Tuğba Daşdemir Kocaağa

Personal information
- Born: May 25, 1985 (age 41) Kayseri, Turkey
- Height: 1.65 m (5 ft 5 in)

Sport
- Sport: Skiing

= Tuğba Daşdemir Kocaağa =

Turkish alpine skier

Tuğba Daşdemir Kocaağa (born Tuğba Daşdemir on May 25, 1985) is an Olympian Turkish female skier competing in the alpine disciplines. The athlete is currently a research fellow for coaching at the Abant Izzet Baysal University in Bolu Province.

==Personal life==
Tuğba Daşdemir was born in Kayseri on May 25, 1985. Her father, an employee at the Directorate of Youth Services and Sports in Kayseri, took her with him skiing at her very young age. She was four years old when he registered her in a sports club, where her older brother was also a member. In her first race at a provincial competition, she placed second in her age category. She was the winner of the next day's race. Daşdemir's skiing career started with those achievements, and she still continues.

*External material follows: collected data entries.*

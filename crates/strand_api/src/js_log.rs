use boa_engine::Context;
use serde::{Deserialize, Serialize};
use std::cell::Cell;

#[derive(Serialize, Deserialize, PartialEq, PartialOrd, Clone, Copy, Debug)]
pub enum LogLevel {
    ERROR = 1,
    WARN = 2,
    INFO = 3,
    LOG = 4,
}

impl std::fmt::Display for LogLevel {
    fn fmt(&self, f: &mut std::fmt::Formatter<'_>) -> std::fmt::Result {
        let s = match self {
            LogLevel::ERROR => "ERROR",
            LogLevel::WARN => "WARN",
            LogLevel::INFO => "INFO",
            LogLevel::LOG => "LOG",
        };
        write!(f, "{s}")
    }
}

#[derive(Serialize, Deserialize)]
pub struct LogData {
    pub level: LogLevel,
    pub text: String,
    pub groups_len: usize,
}

/// The implementor of this trait controls how console.log/warn/error etc. is
/// handled: console output fans out to whatever sink is installed.
pub trait JsLog {
    fn log(&self, log_data: LogData, context: &mut Context);
    fn flush(&self) {}
}

/// The default sink forwards to the `log` facade.
struct FacadeLog;

impl JsLog for FacadeLog {
    fn log(&self, log_data: LogData, _context: &mut Context) {
        let indent = 2 * log_data.groups_len;
        let text = format!("{:>indent$}{}", "", log_data.text);
        match log_data.level {
            LogLevel::ERROR => log::error!(target: "console", "{text}"),
            LogLevel::WARN => log::warn!(target: "console", "{text}"),
            LogLevel::INFO => log::info!(target: "console", "{text}"),
            LogLevel::LOG => log::info!(target: "console", "{text}"),
        }
    }
}

thread_local! {
    /// Thread-local sink for console output
    static CONSOLE_LOGGER: Cell<&'static dyn JsLog> = Cell::new(&FacadeLog);
}

pub fn set_js_logger(logger: &'static dyn JsLog) {
    CONSOLE_LOGGER.with(|slot| slot.set(logger));
}

pub(crate) fn log(log_data: LogData, context: &mut Context) {
    CONSOLE_LOGGER.with(|logger| logger.get().log(log_data, context));
}
//! `pipeTo` and `pipeThrough`.
//!
//! The pipe loop honours backpressure through `writer.ready`, never awaits a
//! write's completion before issuing the next read, checks the abort signal
//! at every suspension boundary, and preserves the signal's exact reason
//! through every rejection path.
//!
//! More information:
//!  - [WHATWG Streams specification][spec]
//!
//! [spec]: https://streams.spec.whatwg.org/#rs-prototype

use boa_engine::{
    js_string,
    object::builtins::JsPromise,
    Context, JsArgs, JsNativeError, JsResult, JsValue,
};
use boa_gc::{custom_trace, Finalize, Trace};
use strand_core::{
    native::JsNativeObject,
    promise::Deferred,
};

use crate::abort::{add_native_observer, AbortSignal};

use super::{
    callback, promise_then,
    readable::{ReadableStream, ReadableStreamDefaultReader},
    writable::{WritableStream, WritableStreamDefaultWriter},
};

struct PipeState {
    reader: JsValue,
    writer: JsValue,
    prevent_close: bool,
    prevent_abort: bool,
    prevent_cancel: bool,
    shutting_down: bool,
    deferred: Deferred,
}

impl Finalize for PipeState {}

unsafe impl Trace for PipeState {
    custom_trace!(this, {
        mark(&this.reader);
        mark(&this.writer);
        mark(&this.deferred);
    });
}

impl PipeState {
    fn reader(&self) -> JsResult<JsNativeObject<ReadableStreamDefaultReader>> {
        JsNativeObject::try_from(self.reader.clone())
    }

    fn writer(&self) -> JsResult<JsNativeObject<WritableStreamDefaultWriter>> {
        JsNativeObject::try_from(self.writer.clone())
    }
}

struct PipeOptions {
    prevent_close: bool,
    prevent_abort: bool,
    prevent_cancel: bool,
    signal: Option<JsNativeObject<AbortSignal>>,
}

fn parse_options(value: &JsValue, context: &mut Context) -> JsResult<PipeOptions> {
    let mut options = PipeOptions {
        prevent_close: false,
        prevent_abort: false,
        prevent_cancel: false,
        signal: None,
    };
    let Some(obj) = value.as_object() else {
        return Ok(options);
    };
    options.prevent_close = obj.get(js_string!("preventClose"), context)?.to_boolean();
    options.prevent_abort = obj.get(js_string!("preventAbort"), context)?.to_boolean();
    options.prevent_cancel =
        obj.get(js_string!("preventCancel"), context)?.to_boolean();
    let signal = obj.get(js_string!("signal"), context)?;
    if !signal.is_undefined() {
        let signal = JsNativeObject::try_from(signal).map_err(|_| {
            JsNativeError::typ()
                .with_message("pipeTo options.signal must be an AbortSignal")
        })?;
        options.signal = Some(signal);
    }
    Ok(options)
}

/// `source.pipeTo(destination, options)`.
pub fn pipe_to(
    source: &JsNativeObject<ReadableStream>,
    destination: &JsValue,
    options: &JsValue,
    context: &mut Context,
) -> JsResult<JsPromise> {
    let destination: JsNativeObject<WritableStream> =
        JsNativeObject::try_from(destination.clone()).map_err(|_| {
            JsNativeError::typ()
                .with_message("pipeTo destination must be a WritableStream")
        })?;
    let options = parse_options(options, context)?;

    if source.deref().locked() {
        return Err(JsNativeError::typ()
            .with_message("Cannot pipe a locked ReadableStream")
            .into());
    }
    if destination.deref().locked() {
        return Err(JsNativeError::typ()
            .with_message("Cannot pipe to a locked WritableStream")
            .into());
    }

    let reader = ReadableStream::acquire_reader(source, context)?;
    let writer = WritableStream::acquire_writer(&destination, context)?;

    let deferred = Deferred::new(context)?;
    let pipe = JsNativeObject::new_internal(
        PipeState {
            reader: reader.to_inner(),
            writer: writer.to_inner(),
            prevent_close: options.prevent_close,
            prevent_abort: options.prevent_abort,
            prevent_cancel: options.prevent_cancel,
            shutting_down: false,
            deferred: deferred.clone(),
        },
        context,
    );

    if let Some(signal) = &options.signal {
        if signal.deref().aborted() {
            let reason = signal.deref().reason();
            shutdown_abort(&pipe, &reason, context);
            return Ok(deferred.promise().clone());
        }
        let observer = callback(context, pipe.clone(), |_this, args, pipe, context| {
            let reason = args.get_or_undefined(0).clone();
            shutdown_abort(pipe, &reason, context);
            Ok(JsValue::undefined())
        });
        add_native_observer(signal, observer.into(), context)?;
    }

    next_step(&pipe, context);
    Ok(deferred.promise().clone())
}

/// One iteration: read, await readiness, write without awaiting completion,
/// repeat.
fn next_step(pipe: &JsNativeObject<PipeState>, context: &mut Context) {
    if pipe.deref().shutting_down {
        return;
    }
    let reader = match pipe.deref().reader() {
        Ok(reader) => reader,
        Err(_) => return,
    };
    let read_promise = match ReadableStreamDefaultReader::read_impl(&reader, context) {
        Ok(promise) => promise,
        Err(err) => {
            let reason = err.to_opaque(context);
            shutdown_source_error(pipe, &reason, context);
            return;
        }
    };

    let on_chunk = callback(context, pipe.clone(), |_this, args, pipe, context| {
        let result = args.get_or_undefined(0);
        let Some(result) = result.as_object() else {
            return Ok(JsValue::undefined());
        };
        let done = result.get(js_string!("done"), context)?.to_boolean();
        let value = result.get(js_string!("value"), context)?;

        if pipe.deref().shutting_down {
            return Ok(JsValue::undefined());
        }
        if done {
            shutdown_done(pipe, context);
            return Ok(JsValue::undefined());
        }

        let writer = pipe.deref().writer()?;
        let ready = WritableStreamDefaultWriter::ready_impl(&writer, context)?;
        let on_ready = callback(
            context,
            (pipe.clone(), value),
            |_this, _args, (pipe, chunk), context| {
                if pipe.deref().shutting_down {
                    return Ok(JsValue::undefined());
                }
                let writer = pipe.deref().writer()?;
                match WritableStreamDefaultWriter::write_impl(&writer, chunk, context) {
                    Ok(write_promise) => {
                        // Write failures surface through this rejection; the
                        // loop continues without awaiting completion.
                        let on_write_failed = callback(
                            context,
                            pipe.clone(),
                            |_this, args, pipe, context| {
                                let reason = args.get_or_undefined(0).clone();
                                shutdown_dest_error(pipe, &reason, context);
                                Ok(JsValue::undefined())
                            },
                        );
                        promise_then(
                            &write_promise,
                            None,
                            Some(on_write_failed),
                            context,
                        );
                        next_step(pipe, context);
                    }
                    Err(err) => {
                        let reason = err.to_opaque(context);
                        shutdown_dest_error(pipe, &reason, context);
                    }
                }
                Ok(JsValue::undefined())
            },
        );
        let on_ready_failed =
            callback(context, pipe.clone(), |_this, args, pipe, context| {
                let reason = args.get_or_undefined(0).clone();
                shutdown_dest_error(pipe, &reason, context);
                Ok(JsValue::undefined())
            });
        promise_then(&ready, Some(on_ready), Some(on_ready_failed), context);
        Ok(JsValue::undefined())
    });
    let on_read_failed = callback(context, pipe.clone(), |_this, args, pipe, context| {
        let reason = args.get_or_undefined(0).clone();
        shutdown_source_error(pipe, &reason, context);
        Ok(JsValue::undefined())
    });
    promise_then(&read_promise, Some(on_chunk), Some(on_read_failed), context);
}

fn enter_shutdown(pipe: &JsNativeObject<PipeState>) -> bool {
    let mut inner = pipe.deref_mut();
    if inner.shutting_down {
        return false;
    }
    inner.shutting_down = true;
    true
}

/// Normal termination: close the destination (unless prevented), then
/// resolve.
fn shutdown_done(pipe: &JsNativeObject<PipeState>, context: &mut Context) {
    if !enter_shutdown(pipe) {
        return;
    }
    let prevent_close = pipe.deref().prevent_close;
    if prevent_close {
        finalize(pipe, None, context);
        return;
    }
    let close_promise = pipe
        .deref()
        .writer()
        .and_then(|writer| WritableStreamDefaultWriter::close_impl(&writer, context));
    match close_promise {
        Ok(promise) => {
            let on_closed = callback(context, pipe.clone(), |_this, _args, pipe, context| {
                finalize(pipe, None, context);
                Ok(JsValue::undefined())
            });
            let on_close_failed =
                callback(context, pipe.clone(), |_this, args, pipe, context| {
                    let reason = args.get_or_undefined(0).clone();
                    finalize(pipe, Some(reason), context);
                    Ok(JsValue::undefined())
                });
            promise_then(&promise, Some(on_closed), Some(on_close_failed), context);
        }
        Err(err) => {
            let reason = err.to_opaque(context);
            finalize(pipe, Some(reason), context);
        }
    }
}

/// The source errored: abort the destination unless prevented, reject with
/// the source's error.
fn shutdown_source_error(
    pipe: &JsNativeObject<PipeState>,
    reason: &JsValue,
    context: &mut Context,
) {
    if !enter_shutdown(pipe) {
        return;
    }
    if !pipe.deref().prevent_abort {
        if let Ok(writer) = pipe.deref().writer() {
            let _ = WritableStreamDefaultWriter::abort_impl(&writer, reason, context);
        }
    }
    finalize(pipe, Some(reason.clone()), context);
}

/// The destination errored: cancel the source unless prevented, reject with
/// the destination's error.
fn shutdown_dest_error(
    pipe: &JsNativeObject<PipeState>,
    reason: &JsValue,
    context: &mut Context,
) {
    if !enter_shutdown(pipe) {
        return;
    }
    if !pipe.deref().prevent_cancel {
        if let Ok(reader) = pipe.deref().reader() {
            let _ =
                ReadableStreamDefaultReader::cancel_impl(&reader, reason, context);
        }
    }
    finalize(pipe, Some(reason.clone()), context);
}

/// The signal fired: abort destination and cancel source (each unless
/// prevented) and reject with the signal's exact reason.
fn shutdown_abort(
    pipe: &JsNativeObject<PipeState>,
    reason: &JsValue,
    context: &mut Context,
) {
    if !enter_shutdown(pipe) {
        return;
    }
    if !pipe.deref().prevent_abort {
        if let Ok(writer) = pipe.deref().writer() {
            let _ = WritableStreamDefaultWriter::abort_impl(&writer, reason, context);
        }
    }
    if !pipe.deref().prevent_cancel {
        if let Ok(reader) = pipe.deref().reader() {
            let _ =
                ReadableStreamDefaultReader::cancel_impl(&reader, reason, context);
        }
    }
    finalize(pipe, Some(reason.clone()), context);
}

/// Releases both locks and settles the returned promise.
fn finalize(
    pipe: &JsNativeObject<PipeState>,
    error: Option<JsValue>,
    context: &mut Context,
) {
    let (reader, writer, deferred) = {
        let inner = pipe.deref();
        (inner.reader(), inner.writer(), inner.deferred.clone())
    };
    if let Ok(reader) = reader {
        let _ = ReadableStreamDefaultReader::release_impl(&reader, context);
    }
    if let Ok(writer) = writer {
        let _ = WritableStreamDefaultWriter::release_impl(&writer, context);
    }
    match error {
        Some(reason) => deferred.reject(&reason, context),
        None => deferred.resolve(&JsValue::undefined(), context),
    }
}

/// `source.pipeThrough({writable, readable}, options)`: starts a background
/// pipe into `writable` and returns `readable`. Failures are observable only
/// through the returned stream.
pub fn pipe_through(
    source: &JsNativeObject<ReadableStream>,
    pair: &JsValue,
    options: &JsValue,
    context: &mut Context,
) -> JsResult<JsValue> {
    let Some(pair) = pair.as_object() else {
        return Err(JsNativeError::typ()
            .with_message("pipeThrough expects a {writable, readable} pair")
            .into());
    };
    let writable = pair.get(js_string!("writable"), context)?;
    let readable = pair.get(js_string!("readable"), context)?;
    if !JsNativeObject::<WritableStream>::is(&writable) {
        return Err(JsNativeError::typ()
            .with_message("pipeThrough pair is missing a writable stream")
            .into());
    }
    if !JsNativeObject::<ReadableStream>::is(&readable) {
        return Err(JsNativeError::typ()
            .with_message("pipeThrough pair is missing a readable stream")
            .into());
    }

    let pipe_promise = pipe_to(source, &writable, options, context)?;
    // The background pipe's rejection is reported through `readable`, not
    // through an unhandled rejection.
    let swallow = callback(
        context,
        JsValue::undefined(),
        |_this, _args, _captures, _context| Ok(JsValue::undefined()),
    );
    promise_then(&pipe_promise, None, Some(swallow), context);

    Ok(readable)
}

She studied physical education and sports at Abant Izzet Baysal University in Bolu Province. After graduation, she became a research fellow for coaching at the same university.

In September 2013, she married physical education teacher Ercan Kocaağa.

==Career==
She learnt skiing by her father, and had no coach until she was admitted to the national team. With the exception of three years, during she had to recover from an eye and a knee surgery, Daşdemir was a regular member of the national team since her 10-years of age.

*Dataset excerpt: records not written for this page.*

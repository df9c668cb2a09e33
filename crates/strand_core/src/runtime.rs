use std::{
    io::Read,
    ops::{Deref, DerefMut},
    path::PathBuf,
    rc::Rc,
};

use boa_engine::{
    builtins::promise::{OperationType, PromiseState},
    context::HostHooks,
    object::builtins::{JsFunction, JsPromise},
    Context, JsError, JsNativeError, JsObject, JsResult, JsString, JsValue,
    NativeFunction, Source,
};
use chrono::{DateTime, FixedOffset, LocalResult, NaiveDateTime, Utc};

use crate::{
    event_loop::{self, EventLoop, JobQueue},
    realm::{Module, Realm},
    Api,
};

struct Hooks;

impl HostHooks for Hooks {
    fn utc_now(&self) -> NaiveDateTime {
        Utc::now().naive_utc()
    }

    fn local_from_utc(&self, utc: NaiveDateTime) -> DateTime<FixedOffset> {
        DateTime::from_naive_utc_and_offset(utc, FixedOffset::east_opt(0).unwrap())
    }

    fn local_from_naive_local(
        &self,
        _local: NaiveDateTime,
    ) -> LocalResult<DateTime<FixedOffset>> {
        LocalResult::None
    }

    // Rejections with no handler attached after a microtask turn land here.
    fn promise_rejection_tracker(
        &self,
        _promise: &JsObject,
        operation: OperationType,
        _context: &mut Context,
    ) {
        if let OperationType::Reject = operation {
            log::warn!("unhandled promise rejection");
        }
    }
}

pub const HOOKS: &'static dyn HostHooks = &Hooks;

#[derive(Debug, Clone)]
pub struct RuntimeOptions {
    /// Engine instruction budget; `usize::MAX` means effectively unmetered.
    pub instruction_budget: usize,
    /// Working directory to enter before the first script runs.
    pub working_dir: Option<PathBuf>,
}

impl Default for RuntimeOptions {
    fn default() -> Self {
        Self {
            instruction_budget: usize::MAX,
            working_dir: None,
        }
    }
}

/// An isolated JavaScript runtime: an engine context, its realm, the
/// microtask queue and the host event loop. Exactly one thread may drive a
/// runtime; the event loop is made current around every entry into the
/// engine.
pub struct Runtime {
    context: Context,
    realm: Realm,
    event_loop: Rc<EventLoop>,
}

impl Deref for Runtime {
    type Target = Context;

    fn deref(&self) -> &Self::Target {
        &self.context
    }
}

impl DerefMut for Runtime {
    fn deref_mut(&mut self) -> &mut Self::Target {
        &mut self.context
    }
}

impl Runtime {
    pub fn new(options: RuntimeOptions) -> crate::Result<Self> {
        if let Some(dir) = &options.working_dir {
            std::env::set_current_dir(dir)?;
        }

        // 1. The job queue is shared between the context (which fills it)
        //    and the event loop (which drains it).
        let job_queue = Rc::new(JobQueue::new());

        // 2. Initialize context with the job queue
        let mut context = Context::builder()
            .host_hooks(HOOKS)
            .job_queue(job_queue.clone() as Rc<dyn boa_engine::job::JobQueue>)
            .instructions_remaining(options.instruction_budget)
            .build()
            .map_err(JsError::from)?;

        // 3. Initialize the specialized realm and enter it
        let realm = Realm::new(&mut context).map_err(JsError::from)?;
        context.enter_realm(realm.inner.clone());

        let event_loop = EventLoop::new(job_queue);

        Ok(Self {
            context,
            realm,
            event_loop,
        })
    }

    pub fn context(&mut self) -> &mut Context {
        self.deref_mut()
    }

    pub fn realm(&self) -> &Realm {
        &self.realm
    }

    pub fn event_loop(&self) -> &Rc<EventLoop> {
        &self.event_loop
    }

    pub fn register_api<T: Api>(&mut self, api: T) {
        let _guard = event_loop::enter(self.event_loop.clone());
        self.realm.register_api(api, &mut self.context);
    }

    /// Defines a global value visible to script.
    pub fn global_set(&mut self, name: &str, value: JsValue) -> JsResult<()> {
        self.context
            .global_object()
            .set(JsString::from(name), value, false, &mut self.context)?;
        Ok(())
    }

    /// Exposes a host function to script under `name`.
    pub fn register_global_callable(
        &mut self,
        name: &str,
        length: usize,
        function: NativeFunction,
    ) -> JsResult<()> {
        self.context
            .register_global_builtin_callable(JsString::from(name), length, function)
    }

    /// Parses, compiles and evaluates the script `src`, then drains the
    /// microtask queue.
    pub fn eval<R: Read>(&mut self, src: Source<'_, R>) -> JsResult<JsValue> {
        let _guard = event_loop::enter(self.event_loop.clone());
        let result = self.realm.eval(src, &mut self.context);
        self.context.run_jobs();
        result
    }

    /// Parses, loads, links and evaluates a module. The returned promise
    /// settles once the event loop has driven the module's evaluation.
    pub fn eval_module(&mut self, module: &Module) -> JsResult<JsPromise> {
        let _guard = event_loop::enter(self.event_loop.clone());
        self.realm.eval_module(module, &mut self.context)
    }

    /// Drives the event loop until no timers, tasks or in-flight operations
    /// remain.
    pub fn run_to_completion(&mut self) {
        let _guard = event_loop::enter(self.event_loop.clone());
        self.event_loop.run(&mut self.context);
    }

    /// Runs the event loop until `value` (if a promise) settles, returning
    /// its fulfillment value or rejection reason.
    pub fn block_on_value(&mut self, value: &JsValue) -> JsResult<JsValue> {
        let _guard = event_loop::enter(self.event_loop.clone());
        let Some(promise) = value.as_promise() else {
            return Ok(value.clone());
        };
        let promise = JsPromise::from_object(promise.clone())?;
        loop {
            match promise.state()? {
                PromiseState::Fulfilled(value) => return Ok(value),
                PromiseState::Rejected(reason) => {
                    return Err(JsError::from_opaque(reason))
                }
                PromiseState::Pending => {
                    if !self.event_loop.turn(&mut self.context) {
                        return Err(JsNativeError::error()
                            .with_message("Event loop did not resolve the promise")
                            .into());
                    }
                }
            }
        }
    }

    /// Evaluates `src` and blocks on the result, driving the loop as needed.
    pub fn eval_and_wait<R: Read>(&mut self, src: Source<'_, R>) -> JsResult<JsValue> {
        let value = self.eval(src)?;
        self.block_on_value(&value)
    }

    /// Calls a JS function from the host, entering the loop for the duration.
    pub fn call(
        &mut self,
        function: &JsFunction,
        this: &JsValue,
        args: &[JsValue],
    ) -> JsResult<JsValue> {
        let _guard = event_loop::enter(self.event_loop.clone());
        let result = function.call(this, args, &mut self.context);
        self.context.run_jobs();
        result
    }
}

#[cfg(test)]
mod test {
    use super::*;

    #[test]
    fn eval_returns_value() {
        let mut rt = Runtime::new(RuntimeOptions::default()).unwrap();
        let value = rt.eval(Source::from_bytes("21 * 2")).unwrap();
        assert_eq!(value, JsValue::from(42));
    }

    #[test]
    fn microtasks_drain_after_script() {
        let mut rt = Runtime::new(RuntimeOptions::default()).unwrap();
        let value = rt
            .eval(Source::from_bytes(
                r#"
                globalThis.order = [];
                Promise.resolve().then(() => order.push("micro"));
                order.push("sync");
                "#,
            ))
            .unwrap();
        drop(value);
        let order = rt.eval(Source::from_bytes("order.join()")).unwrap();
        assert_eq!(
            order.as_string().unwrap().to_std_string_escaped(),
            "sync,micro"
        );
    }

    #[test]
    fn block_on_value_resolves_promises() {
        let mut rt = Runtime::new(RuntimeOptions::default()).unwrap();
        let value = rt
            .eval_and_wait(Source::from_bytes("Promise.resolve(7)"))
            .unwrap();
        assert_eq!(value, JsValue::from(7));
    }

    #[test]
    fn block_on_value_surfaces_rejections() {
        let mut rt = Runtime::new(RuntimeOptions::default()).unwrap();
        let err = rt
            .eval_and_wait(Source::from_bytes("Promise.reject(new Error(\"boom\"))"))
            .unwrap_err();
        assert!(format!("{err}").contains("boom"));
    }

    #[test]
    fn unresolvable_promise_reports_an_error() {
        let mut rt = Runtime::new(RuntimeOptions::default()).unwrap();
        let err = rt
            .eval_and_wait(Source::from_bytes("new Promise(() => {})"))
            .unwrap_err();
        assert!(format!("{err}").contains("did not resolve"));
    }
}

Daşdemir won her first international gold medal in the slalom discipline at the 2008 FIS Alpine Skiing Championships held in Predeal, Romania on January 19.

She represented Turkey at the FIS Alpine World Ski Championships 2007 held in Åre, Sweden and at the 2010 Winter Olympics in Vancouver, British Columbia, Canada. She competed at the 2011 Winter Universiade held in Erzurum. Daşdemir took the Athlete's Oath at the opening ceremony of the Games in Erzurum on behalf of all athletes.

She will participate at the 2014 Winter Olympics in Sochi, Russia for Turkey.